For the material below, return exactly the lines starting at the line containing "q.y - q.x * p.y)" and ending at the line containing "assert!((rect.width() - 0.25).abs()", both ends included, and no others.

***** RECORDS FOR THIS TASK *****

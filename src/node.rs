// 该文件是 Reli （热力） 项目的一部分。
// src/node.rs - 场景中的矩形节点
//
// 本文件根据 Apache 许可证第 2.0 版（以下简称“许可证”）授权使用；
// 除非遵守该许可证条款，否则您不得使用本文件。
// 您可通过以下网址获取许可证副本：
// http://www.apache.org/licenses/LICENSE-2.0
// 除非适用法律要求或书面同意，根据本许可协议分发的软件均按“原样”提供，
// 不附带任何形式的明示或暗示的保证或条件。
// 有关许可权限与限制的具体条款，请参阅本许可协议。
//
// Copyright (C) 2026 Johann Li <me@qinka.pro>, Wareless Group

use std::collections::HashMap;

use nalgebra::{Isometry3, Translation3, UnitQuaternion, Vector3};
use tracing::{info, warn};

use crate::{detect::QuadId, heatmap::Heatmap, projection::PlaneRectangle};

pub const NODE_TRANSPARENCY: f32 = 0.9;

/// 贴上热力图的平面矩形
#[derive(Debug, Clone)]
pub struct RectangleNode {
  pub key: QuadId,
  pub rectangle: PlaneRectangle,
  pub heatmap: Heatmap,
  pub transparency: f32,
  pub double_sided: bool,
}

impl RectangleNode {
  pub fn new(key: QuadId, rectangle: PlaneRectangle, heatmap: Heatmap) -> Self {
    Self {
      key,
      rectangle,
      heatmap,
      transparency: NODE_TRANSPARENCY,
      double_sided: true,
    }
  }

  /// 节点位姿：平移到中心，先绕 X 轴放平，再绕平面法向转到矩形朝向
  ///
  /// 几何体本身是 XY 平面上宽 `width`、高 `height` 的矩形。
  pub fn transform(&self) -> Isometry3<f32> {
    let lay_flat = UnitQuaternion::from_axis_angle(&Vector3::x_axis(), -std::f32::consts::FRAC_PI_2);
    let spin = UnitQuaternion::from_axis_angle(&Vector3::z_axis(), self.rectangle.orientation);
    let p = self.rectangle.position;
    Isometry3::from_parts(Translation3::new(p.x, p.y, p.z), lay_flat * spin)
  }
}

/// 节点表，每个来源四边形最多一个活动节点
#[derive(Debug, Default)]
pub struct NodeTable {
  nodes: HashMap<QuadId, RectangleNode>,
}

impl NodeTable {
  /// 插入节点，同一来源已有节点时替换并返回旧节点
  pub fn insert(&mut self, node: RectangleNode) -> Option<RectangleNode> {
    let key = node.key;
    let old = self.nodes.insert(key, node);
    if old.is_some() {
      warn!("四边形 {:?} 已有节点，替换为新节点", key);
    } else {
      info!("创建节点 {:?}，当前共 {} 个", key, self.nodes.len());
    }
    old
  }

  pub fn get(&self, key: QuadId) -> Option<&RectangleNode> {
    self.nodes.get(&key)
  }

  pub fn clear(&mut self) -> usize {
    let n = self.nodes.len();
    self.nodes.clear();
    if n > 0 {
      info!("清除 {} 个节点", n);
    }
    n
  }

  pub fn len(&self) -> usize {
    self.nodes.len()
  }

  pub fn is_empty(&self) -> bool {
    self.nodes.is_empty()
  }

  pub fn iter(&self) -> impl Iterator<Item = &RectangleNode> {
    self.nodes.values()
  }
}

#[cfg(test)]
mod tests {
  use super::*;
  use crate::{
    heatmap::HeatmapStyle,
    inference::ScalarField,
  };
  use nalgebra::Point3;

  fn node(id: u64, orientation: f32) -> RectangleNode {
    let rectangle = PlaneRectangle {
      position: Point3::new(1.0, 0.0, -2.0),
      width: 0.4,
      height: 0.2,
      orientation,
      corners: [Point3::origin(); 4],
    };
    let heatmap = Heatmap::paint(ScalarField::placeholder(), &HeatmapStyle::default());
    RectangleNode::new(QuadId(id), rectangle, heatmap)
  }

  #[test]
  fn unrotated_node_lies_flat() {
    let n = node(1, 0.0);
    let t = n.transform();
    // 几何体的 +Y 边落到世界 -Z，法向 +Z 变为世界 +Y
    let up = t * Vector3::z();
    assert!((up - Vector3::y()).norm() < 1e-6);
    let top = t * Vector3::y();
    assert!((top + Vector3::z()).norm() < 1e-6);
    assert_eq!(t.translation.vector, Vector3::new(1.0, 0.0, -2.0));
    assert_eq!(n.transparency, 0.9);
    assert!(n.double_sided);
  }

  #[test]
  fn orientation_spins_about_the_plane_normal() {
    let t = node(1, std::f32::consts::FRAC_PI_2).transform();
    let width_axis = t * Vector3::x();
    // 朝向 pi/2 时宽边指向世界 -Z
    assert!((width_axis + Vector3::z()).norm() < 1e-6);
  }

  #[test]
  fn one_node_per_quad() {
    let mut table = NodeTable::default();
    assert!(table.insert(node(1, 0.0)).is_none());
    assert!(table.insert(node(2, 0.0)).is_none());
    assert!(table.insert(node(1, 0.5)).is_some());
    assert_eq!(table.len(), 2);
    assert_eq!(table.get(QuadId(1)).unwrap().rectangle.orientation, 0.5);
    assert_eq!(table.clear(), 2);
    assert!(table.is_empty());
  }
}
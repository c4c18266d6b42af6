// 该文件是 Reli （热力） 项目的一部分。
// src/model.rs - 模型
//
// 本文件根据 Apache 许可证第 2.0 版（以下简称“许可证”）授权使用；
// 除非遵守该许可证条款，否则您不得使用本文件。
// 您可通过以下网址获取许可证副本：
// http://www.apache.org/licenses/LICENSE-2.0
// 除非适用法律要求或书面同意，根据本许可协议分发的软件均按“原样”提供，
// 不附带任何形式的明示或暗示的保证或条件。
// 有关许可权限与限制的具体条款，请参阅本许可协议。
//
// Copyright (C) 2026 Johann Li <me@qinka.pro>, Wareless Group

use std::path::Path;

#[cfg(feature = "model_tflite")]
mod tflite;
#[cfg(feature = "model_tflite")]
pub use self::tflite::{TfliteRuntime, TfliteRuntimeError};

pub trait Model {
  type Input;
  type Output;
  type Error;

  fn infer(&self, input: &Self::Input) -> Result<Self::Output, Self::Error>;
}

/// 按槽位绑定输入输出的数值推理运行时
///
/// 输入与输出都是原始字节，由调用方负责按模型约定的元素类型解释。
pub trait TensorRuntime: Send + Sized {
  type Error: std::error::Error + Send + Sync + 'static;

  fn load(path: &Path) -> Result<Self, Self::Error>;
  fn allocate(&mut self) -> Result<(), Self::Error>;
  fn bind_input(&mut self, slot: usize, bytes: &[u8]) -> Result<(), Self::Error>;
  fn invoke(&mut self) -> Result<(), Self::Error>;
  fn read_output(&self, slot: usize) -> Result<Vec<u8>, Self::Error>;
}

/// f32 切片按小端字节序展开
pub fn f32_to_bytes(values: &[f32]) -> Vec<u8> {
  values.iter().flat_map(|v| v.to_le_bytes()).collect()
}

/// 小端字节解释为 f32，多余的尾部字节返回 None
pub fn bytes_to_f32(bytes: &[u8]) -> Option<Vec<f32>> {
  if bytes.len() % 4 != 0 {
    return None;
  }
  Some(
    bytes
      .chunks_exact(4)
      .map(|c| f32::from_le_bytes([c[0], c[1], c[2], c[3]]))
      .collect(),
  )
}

*****
***** RECORDS FOR THIS TASK *****

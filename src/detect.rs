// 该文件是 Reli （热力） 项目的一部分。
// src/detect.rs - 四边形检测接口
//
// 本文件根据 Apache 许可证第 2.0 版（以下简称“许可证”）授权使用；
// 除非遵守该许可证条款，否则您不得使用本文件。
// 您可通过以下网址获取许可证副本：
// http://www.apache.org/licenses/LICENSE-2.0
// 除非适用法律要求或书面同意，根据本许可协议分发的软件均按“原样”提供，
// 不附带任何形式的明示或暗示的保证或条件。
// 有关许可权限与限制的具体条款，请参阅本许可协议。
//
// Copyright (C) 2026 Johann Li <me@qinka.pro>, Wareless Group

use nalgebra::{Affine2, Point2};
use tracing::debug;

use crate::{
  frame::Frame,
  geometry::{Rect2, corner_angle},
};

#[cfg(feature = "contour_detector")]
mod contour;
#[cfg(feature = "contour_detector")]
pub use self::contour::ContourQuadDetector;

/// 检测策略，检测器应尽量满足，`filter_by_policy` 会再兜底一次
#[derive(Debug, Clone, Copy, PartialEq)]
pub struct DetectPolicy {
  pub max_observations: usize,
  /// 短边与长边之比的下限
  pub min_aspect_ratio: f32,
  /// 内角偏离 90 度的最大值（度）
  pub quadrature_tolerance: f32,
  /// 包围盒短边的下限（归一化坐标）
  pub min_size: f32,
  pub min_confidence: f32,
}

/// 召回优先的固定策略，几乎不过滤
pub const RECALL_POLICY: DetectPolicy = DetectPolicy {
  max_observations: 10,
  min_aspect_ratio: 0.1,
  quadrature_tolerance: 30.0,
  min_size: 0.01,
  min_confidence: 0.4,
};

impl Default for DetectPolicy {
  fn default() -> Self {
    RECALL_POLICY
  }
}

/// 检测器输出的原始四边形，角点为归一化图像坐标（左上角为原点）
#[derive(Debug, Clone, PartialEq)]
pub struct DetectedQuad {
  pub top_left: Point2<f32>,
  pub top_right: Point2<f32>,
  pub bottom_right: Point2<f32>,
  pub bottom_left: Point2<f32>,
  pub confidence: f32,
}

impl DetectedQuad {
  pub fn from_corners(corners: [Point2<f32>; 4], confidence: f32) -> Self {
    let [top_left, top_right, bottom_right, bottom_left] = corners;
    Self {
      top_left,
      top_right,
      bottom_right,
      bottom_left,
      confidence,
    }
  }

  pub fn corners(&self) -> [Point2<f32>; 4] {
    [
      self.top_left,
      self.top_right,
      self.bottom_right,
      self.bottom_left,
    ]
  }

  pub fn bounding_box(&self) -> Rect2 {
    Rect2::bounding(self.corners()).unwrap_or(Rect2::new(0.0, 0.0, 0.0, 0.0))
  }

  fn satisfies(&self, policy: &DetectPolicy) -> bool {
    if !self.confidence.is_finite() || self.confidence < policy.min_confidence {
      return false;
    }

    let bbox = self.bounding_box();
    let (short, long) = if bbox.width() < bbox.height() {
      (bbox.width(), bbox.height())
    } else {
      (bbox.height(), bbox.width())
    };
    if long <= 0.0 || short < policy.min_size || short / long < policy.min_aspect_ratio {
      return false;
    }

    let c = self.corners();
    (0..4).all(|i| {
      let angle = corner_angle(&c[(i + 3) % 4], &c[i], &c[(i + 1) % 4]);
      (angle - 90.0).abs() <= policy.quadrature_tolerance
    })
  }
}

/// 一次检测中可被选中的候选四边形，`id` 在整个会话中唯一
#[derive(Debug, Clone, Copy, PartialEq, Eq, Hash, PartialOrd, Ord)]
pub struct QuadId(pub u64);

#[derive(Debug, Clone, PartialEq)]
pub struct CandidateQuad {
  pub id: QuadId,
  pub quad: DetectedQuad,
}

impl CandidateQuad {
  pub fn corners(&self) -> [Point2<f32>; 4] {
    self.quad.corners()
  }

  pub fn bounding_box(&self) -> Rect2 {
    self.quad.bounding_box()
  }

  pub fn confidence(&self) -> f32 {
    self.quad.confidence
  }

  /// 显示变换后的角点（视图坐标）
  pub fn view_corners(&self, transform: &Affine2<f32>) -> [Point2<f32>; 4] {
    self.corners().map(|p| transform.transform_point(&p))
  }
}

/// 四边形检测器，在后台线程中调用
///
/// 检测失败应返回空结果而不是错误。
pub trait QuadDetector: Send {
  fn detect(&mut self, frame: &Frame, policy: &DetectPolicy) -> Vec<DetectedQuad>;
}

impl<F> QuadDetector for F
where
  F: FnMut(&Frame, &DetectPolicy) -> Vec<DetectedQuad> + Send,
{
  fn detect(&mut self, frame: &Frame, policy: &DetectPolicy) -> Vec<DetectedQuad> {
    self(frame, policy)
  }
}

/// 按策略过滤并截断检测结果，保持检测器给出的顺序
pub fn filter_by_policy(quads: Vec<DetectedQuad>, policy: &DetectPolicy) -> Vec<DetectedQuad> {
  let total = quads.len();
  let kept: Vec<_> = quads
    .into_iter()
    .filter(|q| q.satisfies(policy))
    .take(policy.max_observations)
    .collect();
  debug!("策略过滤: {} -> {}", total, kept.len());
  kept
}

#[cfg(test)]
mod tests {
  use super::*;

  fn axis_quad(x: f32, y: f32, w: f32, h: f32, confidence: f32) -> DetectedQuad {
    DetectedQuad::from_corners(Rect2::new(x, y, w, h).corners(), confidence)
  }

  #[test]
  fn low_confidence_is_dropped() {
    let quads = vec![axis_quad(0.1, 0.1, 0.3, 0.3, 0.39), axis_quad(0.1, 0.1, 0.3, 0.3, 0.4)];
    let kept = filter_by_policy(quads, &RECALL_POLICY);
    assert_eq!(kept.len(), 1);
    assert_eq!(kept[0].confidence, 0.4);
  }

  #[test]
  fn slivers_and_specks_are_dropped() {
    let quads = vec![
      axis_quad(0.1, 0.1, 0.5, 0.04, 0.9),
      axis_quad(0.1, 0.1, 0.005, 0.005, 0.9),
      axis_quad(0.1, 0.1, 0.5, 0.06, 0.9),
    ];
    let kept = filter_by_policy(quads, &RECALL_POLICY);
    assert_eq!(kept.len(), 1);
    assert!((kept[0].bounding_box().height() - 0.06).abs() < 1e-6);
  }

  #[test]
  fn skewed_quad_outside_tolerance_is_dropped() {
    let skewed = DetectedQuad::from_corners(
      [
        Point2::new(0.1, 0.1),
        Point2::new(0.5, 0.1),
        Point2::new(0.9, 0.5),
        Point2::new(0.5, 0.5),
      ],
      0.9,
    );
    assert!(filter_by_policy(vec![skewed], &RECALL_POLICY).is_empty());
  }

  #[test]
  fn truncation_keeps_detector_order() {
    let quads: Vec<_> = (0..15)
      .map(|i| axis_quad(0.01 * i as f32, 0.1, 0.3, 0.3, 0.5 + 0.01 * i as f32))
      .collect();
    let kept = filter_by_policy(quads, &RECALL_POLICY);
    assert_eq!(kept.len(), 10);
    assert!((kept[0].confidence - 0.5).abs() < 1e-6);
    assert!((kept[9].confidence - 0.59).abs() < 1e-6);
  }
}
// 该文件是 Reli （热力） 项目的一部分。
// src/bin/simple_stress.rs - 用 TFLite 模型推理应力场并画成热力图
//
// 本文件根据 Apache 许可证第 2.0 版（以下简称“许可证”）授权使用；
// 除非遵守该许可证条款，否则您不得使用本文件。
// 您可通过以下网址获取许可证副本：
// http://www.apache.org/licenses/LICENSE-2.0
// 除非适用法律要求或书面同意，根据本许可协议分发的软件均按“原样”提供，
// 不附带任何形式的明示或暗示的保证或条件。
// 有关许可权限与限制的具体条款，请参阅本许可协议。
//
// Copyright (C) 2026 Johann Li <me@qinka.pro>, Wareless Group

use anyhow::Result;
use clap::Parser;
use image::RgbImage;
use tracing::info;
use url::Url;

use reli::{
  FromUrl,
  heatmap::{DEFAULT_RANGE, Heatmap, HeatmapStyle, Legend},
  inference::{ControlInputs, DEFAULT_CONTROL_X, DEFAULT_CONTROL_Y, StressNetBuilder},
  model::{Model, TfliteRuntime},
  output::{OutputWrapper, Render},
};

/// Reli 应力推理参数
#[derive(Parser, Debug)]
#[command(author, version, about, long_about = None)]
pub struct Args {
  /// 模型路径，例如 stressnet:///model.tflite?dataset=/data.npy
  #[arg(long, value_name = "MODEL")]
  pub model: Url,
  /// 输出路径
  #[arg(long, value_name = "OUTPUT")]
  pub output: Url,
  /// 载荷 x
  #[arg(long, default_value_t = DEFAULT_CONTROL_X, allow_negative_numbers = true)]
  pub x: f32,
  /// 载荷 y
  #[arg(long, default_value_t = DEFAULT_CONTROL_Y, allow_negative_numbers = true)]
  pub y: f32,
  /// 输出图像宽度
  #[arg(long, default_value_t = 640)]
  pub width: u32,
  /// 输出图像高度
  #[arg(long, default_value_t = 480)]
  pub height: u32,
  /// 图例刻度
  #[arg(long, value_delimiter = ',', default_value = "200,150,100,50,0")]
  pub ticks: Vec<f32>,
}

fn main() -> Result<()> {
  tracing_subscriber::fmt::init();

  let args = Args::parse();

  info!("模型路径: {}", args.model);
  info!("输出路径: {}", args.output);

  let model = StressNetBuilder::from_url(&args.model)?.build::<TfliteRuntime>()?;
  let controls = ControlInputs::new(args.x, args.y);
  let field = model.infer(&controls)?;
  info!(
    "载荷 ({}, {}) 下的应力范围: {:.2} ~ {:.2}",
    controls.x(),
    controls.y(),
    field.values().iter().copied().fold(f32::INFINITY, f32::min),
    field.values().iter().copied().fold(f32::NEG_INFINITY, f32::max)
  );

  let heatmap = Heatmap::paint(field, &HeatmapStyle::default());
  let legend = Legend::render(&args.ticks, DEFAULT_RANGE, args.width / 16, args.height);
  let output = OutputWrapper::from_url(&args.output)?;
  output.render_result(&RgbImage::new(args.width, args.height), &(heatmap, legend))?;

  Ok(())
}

*****
***** RECORDS FOR THIS TASK *****

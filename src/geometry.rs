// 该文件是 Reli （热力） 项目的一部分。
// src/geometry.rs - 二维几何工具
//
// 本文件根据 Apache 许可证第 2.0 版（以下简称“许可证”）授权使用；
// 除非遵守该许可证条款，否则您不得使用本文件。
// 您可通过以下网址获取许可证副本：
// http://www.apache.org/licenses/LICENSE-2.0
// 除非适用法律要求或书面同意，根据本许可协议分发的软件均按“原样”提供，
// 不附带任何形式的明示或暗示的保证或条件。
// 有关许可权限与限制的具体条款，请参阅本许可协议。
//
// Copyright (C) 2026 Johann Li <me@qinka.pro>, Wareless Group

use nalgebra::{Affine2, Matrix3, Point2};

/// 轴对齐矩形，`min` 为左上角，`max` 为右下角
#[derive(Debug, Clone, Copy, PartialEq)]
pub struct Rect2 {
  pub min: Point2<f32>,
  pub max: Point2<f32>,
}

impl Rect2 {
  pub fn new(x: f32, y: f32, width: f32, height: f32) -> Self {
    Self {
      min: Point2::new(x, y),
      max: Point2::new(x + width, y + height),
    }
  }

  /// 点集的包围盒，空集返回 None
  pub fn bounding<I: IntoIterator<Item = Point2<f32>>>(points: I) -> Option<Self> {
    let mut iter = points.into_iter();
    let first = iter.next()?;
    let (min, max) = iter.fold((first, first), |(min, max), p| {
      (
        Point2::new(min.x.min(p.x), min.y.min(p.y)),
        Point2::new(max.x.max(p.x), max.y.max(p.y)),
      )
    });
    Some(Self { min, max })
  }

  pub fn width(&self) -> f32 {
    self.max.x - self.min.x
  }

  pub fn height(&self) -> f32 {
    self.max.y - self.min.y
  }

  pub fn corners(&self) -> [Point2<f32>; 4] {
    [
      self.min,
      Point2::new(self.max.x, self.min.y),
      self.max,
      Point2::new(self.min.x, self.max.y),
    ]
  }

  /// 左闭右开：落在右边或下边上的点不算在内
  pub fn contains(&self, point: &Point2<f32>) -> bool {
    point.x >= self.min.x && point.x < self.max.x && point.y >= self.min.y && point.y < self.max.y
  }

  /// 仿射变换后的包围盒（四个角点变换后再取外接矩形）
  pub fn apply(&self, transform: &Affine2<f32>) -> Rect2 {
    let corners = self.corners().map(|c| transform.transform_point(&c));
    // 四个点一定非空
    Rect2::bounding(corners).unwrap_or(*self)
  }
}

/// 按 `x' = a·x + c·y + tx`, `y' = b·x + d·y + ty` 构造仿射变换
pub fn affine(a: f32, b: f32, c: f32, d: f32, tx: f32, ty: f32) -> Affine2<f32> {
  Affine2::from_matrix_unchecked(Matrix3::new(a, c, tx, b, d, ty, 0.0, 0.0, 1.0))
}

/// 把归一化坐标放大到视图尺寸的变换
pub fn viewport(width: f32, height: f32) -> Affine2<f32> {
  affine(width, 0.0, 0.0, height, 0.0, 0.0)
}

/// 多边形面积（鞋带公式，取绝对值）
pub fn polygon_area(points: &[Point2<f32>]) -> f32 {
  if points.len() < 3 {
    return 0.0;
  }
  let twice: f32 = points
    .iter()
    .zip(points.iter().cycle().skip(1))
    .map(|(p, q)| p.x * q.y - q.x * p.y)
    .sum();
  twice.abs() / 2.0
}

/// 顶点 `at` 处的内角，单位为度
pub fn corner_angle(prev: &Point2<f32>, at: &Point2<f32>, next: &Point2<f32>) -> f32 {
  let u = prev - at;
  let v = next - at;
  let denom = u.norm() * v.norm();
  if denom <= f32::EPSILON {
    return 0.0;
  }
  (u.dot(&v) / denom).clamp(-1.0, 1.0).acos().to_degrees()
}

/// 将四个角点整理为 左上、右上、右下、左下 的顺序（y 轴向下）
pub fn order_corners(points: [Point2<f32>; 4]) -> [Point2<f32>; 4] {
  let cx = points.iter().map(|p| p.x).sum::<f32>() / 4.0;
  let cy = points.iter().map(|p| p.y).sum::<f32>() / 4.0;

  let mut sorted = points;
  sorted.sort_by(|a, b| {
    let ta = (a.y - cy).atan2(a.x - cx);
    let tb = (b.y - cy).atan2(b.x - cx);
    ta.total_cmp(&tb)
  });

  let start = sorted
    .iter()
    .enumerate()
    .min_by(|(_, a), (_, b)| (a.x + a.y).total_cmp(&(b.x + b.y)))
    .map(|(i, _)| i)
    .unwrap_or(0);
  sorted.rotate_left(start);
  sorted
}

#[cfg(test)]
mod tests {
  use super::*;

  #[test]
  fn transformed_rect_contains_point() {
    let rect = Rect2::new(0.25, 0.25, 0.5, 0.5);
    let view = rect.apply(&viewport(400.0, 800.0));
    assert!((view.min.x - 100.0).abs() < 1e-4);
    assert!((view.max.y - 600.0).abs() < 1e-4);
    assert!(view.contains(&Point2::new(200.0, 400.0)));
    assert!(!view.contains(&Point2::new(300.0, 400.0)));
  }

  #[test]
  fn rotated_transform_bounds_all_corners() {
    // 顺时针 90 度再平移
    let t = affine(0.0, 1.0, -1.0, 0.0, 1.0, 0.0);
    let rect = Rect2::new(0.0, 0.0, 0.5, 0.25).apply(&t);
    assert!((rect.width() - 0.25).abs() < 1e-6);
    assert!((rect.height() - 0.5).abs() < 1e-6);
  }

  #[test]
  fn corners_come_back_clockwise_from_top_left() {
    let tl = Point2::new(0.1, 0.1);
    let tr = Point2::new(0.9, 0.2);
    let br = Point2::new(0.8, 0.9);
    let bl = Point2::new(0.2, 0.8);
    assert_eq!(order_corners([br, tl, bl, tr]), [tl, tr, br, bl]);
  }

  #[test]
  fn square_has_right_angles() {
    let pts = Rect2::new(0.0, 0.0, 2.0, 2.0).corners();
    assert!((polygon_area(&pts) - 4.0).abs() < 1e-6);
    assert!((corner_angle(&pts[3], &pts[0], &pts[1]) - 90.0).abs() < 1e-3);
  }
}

*****

# TASK SOLUTION
    .map(|(p, q)| p.x * q.y - q.x * p.y)
    .sum();
  twice.abs() / 2.0
}

/// 顶点 `at` 处的内角，单位为度
pub fn corner_angle(prev: &Point2<f32>, at: &Point2<f32>, next: &Point2<f32>) -> f32 {
  let u = prev - at;
  let v = next - at;
  let denom = u.norm() * v.norm();
  if denom <= f32::EPSILON {
    return 0.0;
  }
  (u.dot(&v) / denom).clamp(-1.0, 1.0).acos().to_degrees()
}

/// 将四个角点整理为 左上、右上、右下、左下 的顺序（y 轴向下）
pub fn order_corners(points: [Point2<f32>; 4]) -> [Point2<f32>; 4] {
  let cx = points.iter().map(|p| p.x).sum::<f32>() / 4.0;
  let cy = points.iter().map(|p| p.y).sum::<f32>() / 4.0;

  let mut sorted = points;
  sorted.sort_by(|a, b| {
    let ta = (a.y - cy).atan2(a.x - cx);
    let tb = (b.y - cy).atan2(b.x - cx);
    ta.total_cmp(&tb)
  });

  let start = sorted
    .iter()
    .enumerate()
    .min_by(|(_, a), (_, b)| (a.x + a.y).total_cmp(&(b.x + b.y)))
    .map(|(i, _)| i)
    .unwrap_or(0);
  sorted.rotate_left(start);
  sorted
}

#[cfg(test)]
mod tests {
  use super::*;

  #[test]
  fn transformed_rect_contains_point() {
    let rect = Rect2::new(0.25, 0.25, 0.5, 0.5);
    let view = rect.apply(&viewport(400.0, 800.0));
    assert!((view.min.x - 100.0).abs() < 1e-4);
    assert!((view.max.y - 600.0).abs() < 1e-4);
    assert!(view.contains(&Point2::new(200.0, 400.0)));
    assert!(!view.contains(&Point2::new(300.0, 400.0)));
  }

  #[test]
  fn rotated_transform_bounds_all_corners() {
    // 顺时针 90 度再平移
    let t = affine(0.0, 1.0, -1.0, 0.0, 1.0, 0.0);
    let rect = Rect2::new(0.0, 0.0, 0.5, 0.25).apply(&t);
    assert!((rect.width() - 0.25).abs() < 1e-6);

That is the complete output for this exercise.